(DATA FOR THIS EXERCISE)

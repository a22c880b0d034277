//! Implementation of the `logdoc generate` command.

use logdoc_core::{
    application::{GenerateOptions, GenerationReport},
    domain::Target,
    error::LogdocError,
};
use serde_json::json;
use tracing::{debug, instrument};

use crate::{cli::GenerateArgs, config::AppConfig, error::CliResult, output::OutputManager};

/// Execute the `logdoc generate` command.
///
/// Flags win over the config file: `--target`, `--templates` and
/// `--lenient` each replace the matching `generation.*` / `templates.dir`
/// setting.
#[instrument(skip_all, fields(input = %args.input.display()))]
pub fn execute(args: GenerateArgs, config: AppConfig, output: OutputManager) -> CliResult<()> {
    let options = options(&args, &config)?;
    debug!(?options, "Generation options resolved");

    let templates = args.templates.as_deref().or(config.templates.dir.as_deref());
    let generator = super::generator(&config, templates)?;

    let report = generator.generate(&args.input, args.output.as_deref(), &options)?;

    output.success(&format!(
        "Generated {} files for {} in {} ms",
        report.files.len(),
        domain_label(&report),
        report.elapsed.as_millis(),
    ))?;
    for file in &report.files {
        output.print(&format!("  {}", file.display()))?;
    }
    output.json(&to_json(&report, &options))?;

    Ok(())
}

fn options(args: &GenerateArgs, config: &AppConfig) -> CliResult<GenerateOptions> {
    let target = args
        .target
        .as_deref()
        .or(config.generation.target.as_deref())
        .filter(|t| !t.is_empty())
        .map(|t| t.parse::<Target>())
        .transpose()
        .map_err(LogdocError::from)?;

    Ok(GenerateOptions {
        target,
        strict: !args.lenient && config.generation.strict,
    })
}

fn domain_label(report: &GenerationReport) -> &str {
    if report.domain.is_empty() {
        "the default domain"
    } else {
        report.domain.as_str()
    }
}

fn to_json(report: &GenerationReport, options: &GenerateOptions) -> serde_json::Value {
    json!({
        "domain": report.domain.as_str(),
        "access_level": report.access_level.as_str(),
        "target": options.target.as_ref().map(Target::as_str),
        "strict": options.strict,
        "source_dir": report.source_dir,
        "dest_dir": report.dest_dir,
        "files": report.files,
        "locales": report.locales.iter().map(|l| l.as_str()).collect::<Vec<_>>(),
        "groups": report.groups,
        "entries": report.entries,
        "elapsed_ms": report.elapsed.as_millis() as u64,
        "generated_at": chrono::Utc::now().to_rfc3339(),
    })
}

(End DATA FOR THIS EXERCISE)

REQUIREMENT:
Search each line of the entries for the string "instrument", then say how many lines have it. Reply with the number only.

REPLY:
2